Diese Website ist optimiert für Bildschirmgrößen ab 768 Pixeln Breite.

Bitte öffnen Sie den Link auf einem anderen Gerät oder vergrößern Sie Ihr Browserfenster.

Oliver Herwig

Schichtungen

Handzeichnungen. Schwarzweiß. Das sind Anachronismen in einer Welt, die sich digital verflüssigt und überholt. Wir sprechen hier nicht von schnell hingeworfenen Skizzen, die einer spontanen Eingebung folgen und mal eben eine Umrisslinie beschreiben oder ein Detail fixieren. Matthias Loebermann arbeitet an akkuraten Zeichnungen, die Architektur als Gedankengebäude aufscheinen lassen und die Auseinandersetzung mit gedachtem Raum sichtbar machen. Greifbar.

Das Blatt ist ein Reflexionsmedium, das Proportionen beschreibt, Materialien und Oberflächeneigenschaften. Architektur entsteht auf und aus den zwei Dimensionen des Blattes. Linie für Linie. In großen Formaten und präzisen Rhythmen. Schatten fallen im 45-Grad-Winkel, messer­-scharf ziehen sich die Linien über bereits vorhandene Linien, als wollten sie Bauteile wegstemmen. Wer kurz blinzelt, sieht sie aus der Zweidimensionalität des Blattes hervortreten wie Kontrapunkte im weichen Fluss hori­zon­taler Linienbündel. So sind es die Vertikalen, die als Rhythmusgeber der Zeichnungen besonders hervortreten: Fenster und Türen.

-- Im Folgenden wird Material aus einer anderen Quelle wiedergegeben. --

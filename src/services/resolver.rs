//! Recipient Resolver (C4, design §4.4).
//!
//! Expands a campaign's audience into an ordered, restartable recipient
//! stream. The segmentation engine itself is external; this consumes
//! only the compiled [`SegmentPredicate`] it returns.

use std::sync::Arc;

use chrono::Utc;
use uuid::Uuid;

use crate::error::AppError;
use crate::gateway::PersistenceGateway;
use crate::models::segment::{AttributeSource, AttributeValue};
use crate::models::{Recipient, RecipientStatus, SegmentPredicate};

/// Recipient-as-attribute-source, the typed accessor design §9 calls for:
/// known columns resolve directly, everything else falls through to the
/// custom-fields document.
impl AttributeSource for Recipient {
    fn column(&self, name: &str) -> AttributeValue {
        match name {
            "email" => AttributeValue::String(self.email.clone()),
            "status" => AttributeValue::String(format!("{:?}", self.status).to_lowercase()),
            "engagement_score" => AttributeValue::Number(self.engagement_score),
            "total_sent" => AttributeValue::Number(self.total_sent as f64),
            "total_opens" => AttributeValue::Number(self.total_opens as f64),
            "total_clicks" => AttributeValue::Number(self.total_clicks as f64),
            "last_open_at" => self
                .last_open_at
                .map(AttributeValue::DateTime)
                .unwrap_or(AttributeValue::Null),
            "last_click_at" => self
                .last_click_at
                .map(AttributeValue::DateTime)
                .unwrap_or(AttributeValue::Null),
            _ => AttributeValue::Null,
        }
    }

    fn custom(&self, key: &str) -> AttributeValue {
        self.custom_fields
            .get(key)
            .map(AttributeValue::from_json)
            .unwrap_or(AttributeValue::Null)
    }
}

pub struct RecipientResolver {
    gateway: Arc<dyn PersistenceGateway>,
}

impl RecipientResolver {
    pub fn new(gateway: Arc<dyn PersistenceGateway>) -> Self {
        Self { gateway }
    }

    /// Confirmed subscribers of a list, in stable (id) order (design
    /// §4.4). The ordering plus only reading `status == confirmed` is
    /// what makes the stream restartable: a resumed dispatcher sees the
    /// same recipients up to ones whose status has since changed.
    pub async fn resolve_list(&self, org: Uuid, list: Uuid) -> Result<Vec<Recipient>, AppError> {
        let mut recipients = self.gateway.list_recipients_by_list(org, list).await?;
        recipients.retain(|r| r.status == RecipientStatus::Confirmed);
        recipients.sort_by_key(|r| r.id);
        Ok(recipients)
    }

    /// Evaluate a compiled predicate over every recipient in the org.
    pub async fn resolve_segment(
        &self,
        org: Uuid,
        predicate: &SegmentPredicate,
    ) -> Result<Vec<Recipient>, AppError> {
        let mut recipients = self.gateway.list_recipients(org).await?;
        let now = Utc::now();
        recipients.retain(|r| r.status == RecipientStatus::Confirmed && predicate.matches(r, now));
        recipients.sort_by_key(|r| r.id);
        Ok(recipients)
    }
}

#[cfg(test)]
mod tests {
    use super::*;
    use crate::gateway::memory::InMemoryGateway;
    use crate::models::segment::{SegmentClause, SegmentField, SegmentOperator};

    #[tokio::test]
    async fn list_resolution_excludes_unconfirmed_and_sorts_stably() {
        let gateway = Arc::new(InMemoryGateway::new());
        let org = Uuid::new_v4();
        let list = Uuid::new_v4();
        let mut confirmed = Recipient::new(org, Some(list), "a@x.com");
        confirmed.status = RecipientStatus::Confirmed;
        let mut pending = Recipient::new(org, Some(list), "b@x.com");
        pending.status = RecipientStatus::Pending;
        gateway.upsert_recipient(confirmed.clone()).await.unwrap();
        gateway.upsert_recipient(pending).await.unwrap();

        let resolver = RecipientResolver::new(gateway);
        let resolved = resolver.resolve_list(org, list).await.unwrap();
        assert_eq!(resolved.len(), 1);
        assert_eq!(resolved[0].id, confirmed.id);
    }

    #[tokio::test]
    async fn segment_predicate_filters_by_custom_field() {
        let gateway = Arc::new(InMemoryGateway::new());
        let org = Uuid::new_v4();
        let mut pro = Recipient::new(org, None, "pro@x.com");
        pro.status = RecipientStatus::Confirmed;
        pro.custom_fields = serde_json::json!({"plan": "pro"});
        let mut free = Recipient::new(org, None, "free@x.com");
        free.status = RecipientStatus::Confirmed;
        free.custom_fields = serde_json::json!({"plan": "free"});
        gateway.upsert_recipient(pro.clone()).await.unwrap();
        gateway.upsert_recipient(free).await.unwrap();

        let predicate = SegmentPredicate {
            clauses: vec![SegmentClause {
                field: SegmentField::parse("custom.plan"),
                operator: SegmentOperator::Equals,
                value: AttributeValue::String("pro".into()),
            }],
        };

        let resolver = RecipientResolver::new(gateway);
        let resolved = resolver.resolve_segment(org, &predicate).await.unwrap();
        assert_eq!(resolved.len(), 1);
        assert_eq!(resolved[0].id, pro.id);
    }
}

Die Arbeiten leben von der Dichte und spielen doch mit Freistellen und Leerräumen, die das Prinzip der Häuser wie auf einem Röntgenschirm aufscheinen lassen. Ihre Struktur, der Fassadenschnitt, der in feinen roten Linien aufscheint. Und am Rand – gewissermaßen als zweite Leseebene – feine Details und Fügungen, wie Bauteile einander begegnen und Übergänge formulieren.

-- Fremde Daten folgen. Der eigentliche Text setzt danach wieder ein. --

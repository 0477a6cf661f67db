//! A/B test CRUD + lifecycle handlers (design §6, §4.8).

use std::collections::{BTreeMap, HashMap};

use axum::extract::{Path, State};
use axum::http::StatusCode;
use axum::routing::{get, post};
use axum::{Json, Router};
use chrono::NaiveDate;
use rust_decimal::Decimal;
use serde::{Deserialize, Serialize};
use uuid::Uuid;

use crate::error::AppError;
use crate::http::{AppState, OrgContext};
use crate::models::ab_test::{AbTest, AbTestStatus, AbTestType, SignificanceSummary, WinnerMetric};
use crate::models::segment::SegmentPredicate;
use crate::models::tracking::TrackingEventKind;
use crate::models::{Recipient, Variant};

pub fn router() -> Router<AppState> {
    Router::new()
        .route("/", get(list_tests).post(create_test))
        .route("/:id", get(get_test))
        .route("/:id/start", post(start_test))
        .route("/:id/pause", post(pause_test))
        .route("/:id/resume", post(resume_test))
        .route("/:id/cancel", post(cancel_test))
        .route("/:id/select-winner", post(select_winner))
        .route("/:id/send-winner", post(send_winner))
        .route("/:id/significance", get(significance))
        .route("/:id/results", get(results))
        .route("/:id/timeline", get(timeline))
}

#[derive(Debug, Deserialize)]
pub struct CreateAbTestRequest {
    pub campaign: Option<Uuid>,
    pub test_type: AbTestType,
    pub sample_percent: u8,
    pub winner_metric: WinnerMetric,
    pub winner_wait_hours: i64,
    pub confidence_threshold: f64,
    pub min_sample: u32,
    pub variants: Vec<Variant>,
}

/// `POST /{id}/start` body: the audience to sample from, as either a
/// confirmed list or a compiled segment predicate (design §4.4, §4.8).
#[derive(Debug, Deserialize)]
#[serde(rename_all = "snake_case")]
pub enum StartAudience {
    List(Uuid),
    Segment(SegmentPredicate),
}

#[derive(Debug, Deserialize)]
pub struct StartTestRequest {
    pub audience: StartAudience,
}

#[derive(Debug, Deserialize)]
pub struct SelectWinnerRequest {
    pub variant: Uuid,
}

async fn list_tests(
    State(state): State<AppState>,
    OrgContext(org): OrgContext,
) -> Result<Json<Vec<AbTest>>, AppError> {
    Ok(Json(state.gateway.list_ab_tests(org).await?))
}

async fn create_test(
    State(state): State<AppState>,
    OrgContext(org): OrgContext,
    Json(request): Json<CreateAbTestRequest>,
) -> Result<(StatusCode, Json<AbTest>), AppError> {
    if request.variants.len() < 2 {
        return Err(AppError::Validation("an a/b test needs at least two variants".into()));
    }
    if !request.variants.iter().any(|v| v.is_control) {
        return Err(AppError::Validation("exactly one variant must be marked as control".into()));
    }
    let test = AbTest {
        id: Uuid::new_v4(),
        org,
        campaign: request.campaign,
        test_type: request.test_type,
        sample_percent: request.sample_percent,
        winner_metric: request.winner_metric,
        winner_wait_hours: request.winner_wait_hours,
        confidence_threshold: request.confidence_threshold,
        min_sample: request.min_sample,
        status: AbTestStatus::Draft,
        variants: request.variants,
        winner_variant: None,
        audience_size: 0,
        test_sample_size: 0,
        started_at: None,
        created_at: chrono::Utc::now(),
    };
    if !test.split_percent_within_rounding_slack() {
        return Err(AppError::Validation("variant split percentages must sum to 100 within rounding slack".into()));
    }
    let test = state.gateway.upsert_ab_test(test).await?;
    Ok((StatusCode::CREATED, Json(test)))
}

async fn get_test(
    State(state): State<AppState>,
    OrgContext(org): OrgContext,
    Path(id): Path<Uuid>,
) -> Result<Json<AbTest>, AppError> {
    Ok(Json(state.gateway.get_ab_test(org, id).await?))
}

async fn start_test(
    State(state): State<AppState>,
    OrgContext(org): OrgContext,
    Path(id): Path<Uuid>,
    Json(request): Json<StartTestRequest>,
) -> Result<Json<AbTest>, AppError> {
    let test = state.gateway.get_ab_test(org, id).await?;
    let eligible: Vec<Recipient> = match request.audience {
        StartAudience::List(list) => state.resolver.resolve_list(org, list).await?,
        StartAudience::Segment(predicate) => state.resolver.resolve_segment(org, &predicate).await?,
    };
    let test = state.ab_controller.start(test, eligible).await?;
    Ok(Json(test))
}

async fn pause_test(
    State(state): State<AppState>,
    OrgContext(org): OrgContext,
    Path(id): Path<Uuid>,
) -> Result<Json<AbTest>, AppError> {
    let mut test = state.gateway.get_ab_test(org, id).await?;
    test.status = AbTestStatus::Paused;
    Ok(Json(state.gateway.upsert_ab_test(test).await?))
}

async fn resume_test(
    State(state): State<AppState>,
    OrgContext(org): OrgContext,
    Path(id): Path<Uuid>,
) -> Result<Json<AbTest>, AppError> {
    let mut test = state.gateway.get_ab_test(org, id).await?;
    test.status = AbTestStatus::Testing;
    Ok(Json(state.gateway.upsert_ab_test(test).await?))
}

async fn cancel_test(
    State(state): State<AppState>,
    OrgContext(org): OrgContext,
    Path(id): Path<Uuid>,
) -> Result<Json<AbTest>, AppError> {
    let mut test = state.gateway.get_ab_test(org, id).await?;
    test.status = AbTestStatus::Cancelled;
    Ok(Json(state.gateway.upsert_ab_test(test).await?))
}

async fn select_winner(
    State(state): State<AppState>,
    OrgContext(org): OrgContext,
    Path(id): Path<Uuid>,
    Json(request): Json<SelectWinnerRequest>,
) -> Result<Json<AbTest>, AppError> {
    let test = state.gateway.get_ab_test(org, id).await?;
    let test = state.ab_controller.select_winner_manual(test, request.variant).await?;
    Ok(Json(test))
}

/// `POST /{id}/send-winner` — promote the selected winner to the
/// remainder of the audience and dispatch it (design §4.8).
async fn send_winner(
    State(state): State<AppState>,
    OrgContext(org): OrgContext,
    Path(id): Path<Uuid>,
) -> Result<StatusCode, AppError> {
    let test = state.gateway.get_ab_test(org, id).await?;
    let campaign_id = test
        .campaign
        .ok_or_else(|| AppError::StateViolation(format!("ab_test {id} has no linked campaign")))?;
    let campaign = state.gateway.get_campaign(org, campaign_id).await?;
    let audience = state.dispatcher.recipients_for_campaign(&campaign).await?;

    let (test, winner, remainder) = state.ab_controller.promote_winner(test, audience).await?;

    let mut campaign = campaign;
    campaign.transition(crate::models::CampaignStatus::SendingWinner)?;
    let campaign = state.gateway.upsert_campaign(campaign).await?;

    let dispatcher = state.dispatcher.clone();
    let test_id = test.id;
    tokio::spawn(async move {
        if let Err(err) = dispatcher.send_winner(campaign, test_id, winner, remainder).await {
            tracing::error!(%err, "winner dispatch failed");
        }
    });
    Ok(StatusCode::ACCEPTED)
}

async fn significance(
    State(state): State<AppState>,
    OrgContext(org): OrgContext,
    Path(id): Path<Uuid>,
) -> Result<Json<Vec<SignificanceSummary>>, AppError> {
    let test = state.gateway.get_ab_test(org, id).await?;
    let results = state.ab_controller.evaluate_significance(&test);
    Ok(Json(
        results
            .into_iter()
            .map(|(variant, result)| SignificanceSummary {
                variant,
                confidence: result.confidence,
                significant: result.significant,
                lift_vs_control: result.lift_vs_control,
            })
            .collect(),
    ))
}

/// `GET /{id}/results` response body: every variant's raw counters plus
/// the derived rates a dashboard would otherwise recompute client-side
/// (design §6, §4.8).
#[derive(Debug, Serialize)]
pub struct VariantResult {
    pub variant: Uuid,
    pub name: String,
    pub is_control: bool,
    pub is_winner: bool,
    pub sent: i64,
    pub delivered: i64,
    pub opens_unique: i64,
    pub clicks_unique: i64,
    pub bounces: i64,
    pub complaints: i64,
    pub conversions: i64,
    pub revenue: Decimal,
    pub open_rate: f64,
    pub click_rate: f64,
    pub conversion_rate: f64,
    pub confidence_score: Option<f64>,
    pub lift_vs_control: Option<f64>,
    pub significant: bool,
}

impl From<&Variant> for VariantResult {
    fn from(variant: &Variant) -> Self {
        Self {
            variant: variant.id,
            name: variant.name.clone(),
            is_control: variant.is_control,
            is_winner: variant.is_winner,
            sent: variant.sent,
            delivered: variant.delivered,
            opens_unique: variant.opens_unique,
            clicks_unique: variant.clicks_unique,
            bounces: variant.bounces,
            complaints: variant.complaints,
            conversions: variant.conversions,
            revenue: variant.revenue,
            open_rate: variant.open_rate(),
            click_rate: variant.click_rate(),
            conversion_rate: variant.conversion_rate(),
            confidence_score: variant.confidence_score,
            lift_vs_control: variant.lift_vs_control,
            significant: variant.significant,
        }
    }
}

async fn results(
    State(state): State<AppState>,
    OrgContext(org): OrgContext,
    Path(id): Path<Uuid>,
) -> Result<Json<Vec<VariantResult>>, AppError> {
    let test = state.gateway.get_ab_test(org, id).await?;
    Ok(Json(test.variants.iter().map(VariantResult::from).collect()))
}

/// One day's event counts for one variant (design §6 "`/timeline`").
#[derive(Debug, Serialize)]
pub struct TimelinePoint {
    pub date: NaiveDate,
    pub variant: Uuid,
    pub kind: TrackingEventKind,
    pub count: u64,
}

/// `GET /{id}/timeline` — per-day, per-variant event counts, built by
/// joining recorded tracking events back to the test's assignments
/// (design §4.7, §4.8). Events for recipients with no assignment (an
/// A/B test with no linked campaign, or a test that was never started)
/// are skipped rather than surfaced as an unattributed bucket.
async fn timeline(
    State(state): State<AppState>,
    OrgContext(org): OrgContext,
    Path(id): Path<Uuid>,
) -> Result<Json<Vec<TimelinePoint>>, AppError> {
    let test = state.gateway.get_ab_test(org, id).await?;
    let campaign = match test.campaign {
        Some(campaign) => campaign,
        None => return Ok(Json(Vec::new())),
    };

    let assignments = state.gateway.list_assignments(id).await?;
    let variant_by_recipient: HashMap<Uuid, Uuid> =
        assignments.iter().map(|a| (a.recipient, a.variant)).collect();
    let events = state.gateway.list_events(campaign).await?;

    let mut buckets: BTreeMap<(NaiveDate, Uuid, TrackingEventKind), u64> = BTreeMap::new();
    for event in &events {
        let Some(&variant) = variant_by_recipient.get(&event.recipient) else {
            continue;
        };
        let date = event.occurred_at.date_naive();
        *buckets.entry((date, variant, event.kind)).or_insert(0) += 1;
    }

    Ok(Json(
        buckets
            .into_iter()
            .map(|((date, variant, kind), count)| TimelinePoint { date, variant, kind, count })
            .collect(),
    ))
}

Keine Frage: Diese Preziosen machen den Prozess des Entwerfens sichtbar – als Auseinandersetzung mit Raum, Material und Zeit. Bleistift, Buntstift, Lineal und Zeichen­brett sind die Werkzeuge der Wahl. Das analoge Arbeiten ist keine Attitüde, kein Konservativismus, der sich an die Welt von gestern anlehnt, das ist Matthias Loebermann selbst
und seine Annäherung an den Bau, den er hier offenlegt.

Vielleicht muss man sich den Übergang vom analogen zum digitalen Arbeiten vorstellen wie schmelzende Gletscher. Das kristalline Eis bricht auf, Risse durchziehen den Körper, bis ganze Stücke ins Rutschen kommen. Wenn Gletscher kalben, lösen sie kleine Flutwellen aus. Bruchstücke treiben als Schollen in salziger See und zergehen langsam. Die starken Bindungskräfte lassen los, die Form wird umrisslos, das Festgefügte geht auseinander. Wenn das analoge Arbeiten idealiter gekennzeichnet ist durch klare Abfolgen, eindeutige Entscheidungen und teils schwer umkehrbare Stationen, verspricht das digitale Arbeiten verflüssigte Prozesse bis zum Schluss. Jedes Komma eines Textes kann noch gesetzt werden, jeder Text kann umgestellt und ganz neu gelesen werden. Jedes Bild ist unfertig bis zu dem Augenblick, an dem es ausbelichtet wird – und jede Architektur könnte prinzipiell ganz anders aussehen. Prozesshaftigkeit bis zum Schluss bietet enorme Vorteile – sie vernetzt und beschleunigt. Das analoge Entwerfen klärt viele Varianten und Ab­zweigungen im Vorfeld oder spätestens im Moment, in dem die Hand zum Stift greift.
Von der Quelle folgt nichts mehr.